Many countries are being taken to task because of what they are doing within their borders. Two examples in Asia are China and Myanmar. China in the case of its treatment of the Uighur minority in the province of Xinxiang and Myanmar in the treatment of the Rohingyas.

For us, the issue is extrajudicial killings. Our leaders are overreacting to the Iceland-initiated resolution that will require the United Nations Commission on Human Rights to come up with a comprehensive report about the alleged continuing extrajudicial killings in the country as a result of our anti-illegal drug war. And that’s saying it mildly. Of the 47 member countries of the UNCHR, 18 voted for the resolution, 14 against it, while 15 abstained. Instead of an investigation as originally envisioned, the resolution settled for a report.

But that was enough to get the administration go on war footing. Senator Imee Marcos suggested that we cut diplomatic ties with Iceland. The President’s many supporters also accused Iceland of insulting the Philippines. Others suggested we pull out of the UNCHR. Cooler heads have somehow prevailed and the latest news is that there will be no breaking of diplomatic ties or withdrawal from the UNCHR.

Still, to the Duterte administration, the resolution is considered an interference with the sovereignty of the country which cannot be allowed. The critics of the administration, on the other hand, are saying that if the government has nothing to hide, then it should allow the UNCHR to proceed with what the resolution is asking. Others who want perhaps to be on the middle are suggesting that our Commission on Human Rights should just come out with the report. The anti-drug war has been going on for the last three years and thousands have indeed been killed. In spite of the ferocity of the campaign however, the drug problem shows no signs of any significant resolution. On the contrary, it seems to be worsening. To this day, we are still reading in the newspapers and watching on TV of drug operations resulting in the death of suspects who have been reported to have fought back but up to now, we still do not have reliable statistics. During the first year, there was a more accurate record of how many were killed in drug-related police operations. But later on, this has somehow slowed down and later on stopped altogether. The figure is now somehow stuck between 5,000 and 6,000 fatalities. Since the Philippine National Police no longer publishes accurate data on the number of fatalities, this is perhaps one of the reasons why the UNCHR wants to find out the real score.

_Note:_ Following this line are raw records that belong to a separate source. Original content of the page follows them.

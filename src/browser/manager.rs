use async_trait::async_trait;
use chromiumoxide::browser::{Browser, BrowserConfig};
use chromiumoxide::cdp::browser_protocol::emulation::SetUserAgentOverrideParams;
use chromiumoxide::cdp::js_protocol::runtime::EvaluateParams;
use chromiumoxide::page::Page;
use futures::StreamExt;
use reqwest::Url;
use serde::de::DeserializeOwned;
use std::path::PathBuf;
use std::time::Duration;
use tokio::task::JoinHandle;
use tracing::{debug, error, info, warn};
use uuid::Uuid;

use crate::browser::scripts::{generate_image_enumeration_script, generate_page_height_script, generate_scroll_script};
use crate::browser::{ImageElement, RenderSession, RenderingBackend, SessionId};
use crate::config::ScraperConfig;
use crate::error::{PipelineError, Result};

const LAUNCH_ATTEMPTS: u32 = 2;

/// Launches one private Chromium process per session.
pub struct BrowserManager {
    config: ScraperConfig,
    data_root: PathBuf,
}

impl BrowserManager {
    pub fn new(config: ScraperConfig) -> Self {
        Self {
            config,
            data_root: std::env::temp_dir(),
        }
    }

    pub fn with_data_root(mut self, data_root: PathBuf) -> Self {
        self.data_root = data_root;
        self
    }

    fn session_data_dir(&self, session_id: SessionId) -> PathBuf {
        self.data_root
            .join(format!("website-to-video-{}-{}", std::process::id(), session_id))
    }

    fn browser_config(&self, user_data_dir: &PathBuf) -> Result<BrowserConfig> {
        let (width, height) = self.config.window_size;
        let mut builder = BrowserConfig::builder()
            .no_sandbox()
            .user_data_dir(user_data_dir)
            .window_size(width, height)
            .request_timeout(self.config.navigation_timeout)
            .args(vec![
                "--disable-gpu",
                "--disable-dev-shm-usage",
                "--disable-extensions",
                "--disable-notifications",
                "--mute-audio",
                "--no-first-run",
                "--disable-default-apps",
                "--disable-sync",
                "--disable-background-timer-throttling",
                "--disable-renderer-backgrounding",
                "--disable-blink-features=AutomationControlled",
                "--log-level=3",
            ]);

        if !self.config.headless {
            builder = builder.with_head();
        }

        builder
            .build()
            .map_err(|e| PipelineError::RenderingEnvironmentUnavailable(format!("Failed to create browser config: {}", e)))
    }

    async fn launch(&self, session_id: SessionId) -> Result<BrowserSession> {
        let user_data_dir = self.session_data_dir(session_id);
        std::fs::create_dir_all(&user_data_dir).map_err(|e| {
            PipelineError::RenderingEnvironmentUnavailable(format!("Failed to create profile directory: {}", e))
        })?;

        let browser_config = match self.browser_config(&user_data_dir) {
            Ok(config) => config,
            Err(e) => {
                let _ = std::fs::remove_dir_all(&user_data_dir);
                return Err(e);
            }
        };

        let mut last_error = String::new();
        for attempt in 1..=LAUNCH_ATTEMPTS {
            let launch = tokio::time::timeout(self.config.launch_timeout, Browser::launch(browser_config.clone())).await;

            match launch {
                Ok(Ok((browser, handler))) => {
                    debug!("Browser for session {} launched on attempt {}", session_id, attempt);

                    let handler_task = tokio::spawn(async move {
                        let mut handler = handler;
                        while let Some(h) = handler.next().await {
                            if let Err(e) = h {
                                let error_msg = e.to_string();
                                if error_msg.contains("data did not match any variant")
                                    || error_msg.contains("untagged enum Message")
                                {
                                    debug!("Ignoring WebSocket deserialization error: {}", e);
                                } else {
                                    warn!("Browser handler error: {}", e);
                                }
                            }
                        }
                        debug!("Browser handler task ended");
                    });

                    let mut session = BrowserSession {
                        id: session_id,
                        browser,
                        page: None,
                        handler_task,
                        user_data_dir,
                        closed: false,
                    };

                    return match session.open_page(&self.config).await {
                        Ok(()) => Ok(session),
                        Err(e) => {
                            let _ = session.close().await;
                            Err(PipelineError::RenderingEnvironmentUnavailable(e.to_string()))
                        }
                    };
                }
                Ok(Err(e)) => {
                    error!("Browser launch attempt {} failed: {}", attempt, e);
                    last_error = e.to_string();
                }
                Err(_) => {
                    error!(
                        "Browser launch attempt {} timed out after {:?}",
                        attempt, self.config.launch_timeout
                    );
                    last_error = format!("launch timed out after {:?}", self.config.launch_timeout);
                }
            }

            if attempt < LAUNCH_ATTEMPTS {
                tokio::time::sleep(Duration::from_millis(500)).await;
            }
        }

        let _ = std::fs::remove_dir_all(&user_data_dir);
        Err(PipelineError::RenderingEnvironmentUnavailable(format!(
            "Failed to launch browser after {} attempts: {}",
            LAUNCH_ATTEMPTS, last_error
        )))
    }
}

#[async_trait]
impl RenderingBackend for BrowserManager {
    async fn open_session(&self) -> Result<Box<dyn RenderSession>> {
        let session_id = Uuid::new_v4();
        info!("Opening browser session {}", session_id);
        let session = self.launch(session_id).await?;
        Ok(Box::new(session))
    }
}

/// A browser process owned by exactly one scrape call.
///
/// Dropping an unclosed session (for example when the owning future is
/// cancelled) still kills the browser and removes its profile directory.
pub struct BrowserSession {
    id: SessionId,
    browser: Browser,
    page: Option<Page>,
    handler_task: JoinHandle<()>,
    user_data_dir: PathBuf,
    closed: bool,
}

impl BrowserSession {
    async fn open_page(&mut self, config: &ScraperConfig) -> Result<()> {
        let page = tokio::time::timeout(config.launch_timeout, self.browser.new_page("about:blank"))
            .await
            .map_err(|_| PipelineError::BrowserError("Timeout creating new page".to_string()))??;

        let user_agent_params = SetUserAgentOverrideParams::builder()
            .user_agent(&config.user_agent)
            .build()
            .map_err(|e| PipelineError::BrowserError(format!("Failed to build user agent params: {}", e)))?;

        page.execute(user_agent_params)
            .await
            .map_err(|e| PipelineError::BrowserError(format!("Failed to set user agent: {}", e)))?;

        self.page = Some(page);
        Ok(())
    }

    fn page(&self) -> Result<Page> {
        self.page
            .clone()
            .ok_or_else(|| PipelineError::BrowserError(format!("Session {} has no open page", self.id)))
    }

    fn remove_profile_dir(&self) {
        if let Err(e) = std::fs::remove_dir_all(&self.user_data_dir) {
            debug!("Could not remove profile directory {:?}: {}", self.user_data_dir, e);
        }
    }
}

#[async_trait]
impl RenderSession for BrowserSession {
    fn id(&self) -> SessionId {
        self.id
    }

    async fn navigate(&mut self, url: &Url, timeout: Duration) -> Result<()> {
        info!("Session {} navigating to {}", self.id, url);
        let page = self.page()?;

        match tokio::time::timeout(timeout, page.goto(url.as_str())).await {
            Ok(Ok(_)) => {
                debug!("Session {} loaded {}", self.id, url);
                Ok(())
            }
            Ok(Err(e)) => Err(PipelineError::BrowserError(format!("Failed to navigate to {}: {}", url, e))),
            Err(_) => Err(PipelineError::NavigationTimeout {
                url: url.to_string(),
                timeout,
            }),
        }
    }

    async fn settle(&mut self, delay: Duration, max_scrolls: u32) -> Result<()> {
        let page = self.page()?;
        tokio::time::sleep(delay).await;

        let mut last_height: i64 = evaluate(&page, generate_page_height_script()).await?;
        for scroll in 0..max_scrolls {
            let _: i64 = evaluate(&page, generate_scroll_script()).await?;
            tokio::time::sleep(delay).await;

            let new_height: i64 = evaluate(&page, generate_page_height_script()).await?;
            if new_height == last_height {
                debug!("Session {} reached end of page after {} scrolls", self.id, scroll + 1);
                break;
            }
            last_height = new_height;
        }
        Ok(())
    }

    async fn image_elements(&mut self) -> Result<Vec<ImageElement>> {
        let page = self.page()?;
        let elements: Vec<ImageElement> = evaluate(&page, &generate_image_enumeration_script()).await?;
        debug!("Session {} found {} image elements", self.id, elements.len());
        Ok(elements)
    }

    async fn html(&mut self) -> Result<String> {
        let page = self.page()?;
        let html = page
            .content()
            .await
            .map_err(|e| PipelineError::BrowserError(format!("Failed to get page content: {}", e)))?;
        Ok(html)
    }

    async fn close(&mut self) -> Result<()> {
        if self.closed {
            return Ok(());
        }
        self.closed = true;

        if let Some(page) = self.page.take() {
            if let Err(e) = page.close().await {
                debug!("Failed to close page for session {}: {}", self.id, e);
            }
        }

        let close_result = self.browser.close().await;
        if let Err(e) = self.browser.wait().await {
            debug!("Failed waiting for browser exit in session {}: {}", self.id, e);
        }
        self.handler_task.abort();
        self.remove_profile_dir();

        close_result
            .map(|_| ())
            .map_err(|e| PipelineError::BrowserError(format!("Failed to close browser session: {}", e)))?;

        info!("Closed browser session {}", self.id);
        Ok(())
    }
}

async fn evaluate<T: DeserializeOwned>(page: &Page, script: &str) -> Result<T> {
    let params = EvaluateParams::builder()
        .expression(script)
        .return_by_value(true)
        .await_promise(true)
        .build()
        .map_err(|e| PipelineError::BrowserError(format!("Failed to build evaluate params: {}", e)))?;

    let result = page
        .evaluate_expression(params)
        .await
        .map_err(|e| PipelineError::BrowserError(format!("Script evaluation failed: {}", e)))?;

    result
        .into_value::<T>()
        .map_err(|e| PipelineError::ParseError(format!("Unexpected script result: {}", e)))
}

impl Drop for BrowserSession {
    fn drop(&mut self) {
        if !self.closed {
            warn!("Browser session {} dropped without close, killing browser", self.id);
            self.handler_task.abort();
            // Browser's own Drop kills the child process.
            self.remove_profile_dir();
        }
    }
}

Whatever result the UNCHR comes up with, the country can survive it. Our leaders should look at this issue calmly, rationally and objectively, devoid of the emotional rhetoric that has been spewing the last few days. The government could decide to assist in the effort to prevent its enemies from hijacking the process by controlling the people and organizations who will be interviewed.

Part of the problem has been the failure on the part of the police in categorizing the fatalities. All those thousands of deaths could be divided into five broad categories. First are those that have been killed in open firefight during the conduct of police operations. Second are those killed because of other crimes not related to the drug campaign. Third are those who have been killed because of the ongoing anti-terror campaign. The fourth are those killed allegedly for fighting back during anti-drug operations and still under investigation. The last are homicide cases not involving the police. Most of the drug-related deaths would fall on the first and fourth categories.

The Philippine National Police should work hard on this and publish its findings. If in the process it will be found out that there were indeed suspicious killings and rubouts as the police critics would like to point out, then the PNP should conduct the investigation and file the necessary charges. More harm will be done on its reputation by refusing to do this. The police should not make the situation worse by insisting on its position. The law on statistics alone will tell us that with so many fatalities, some of them must be suspicious deaths and deserving of further investigation.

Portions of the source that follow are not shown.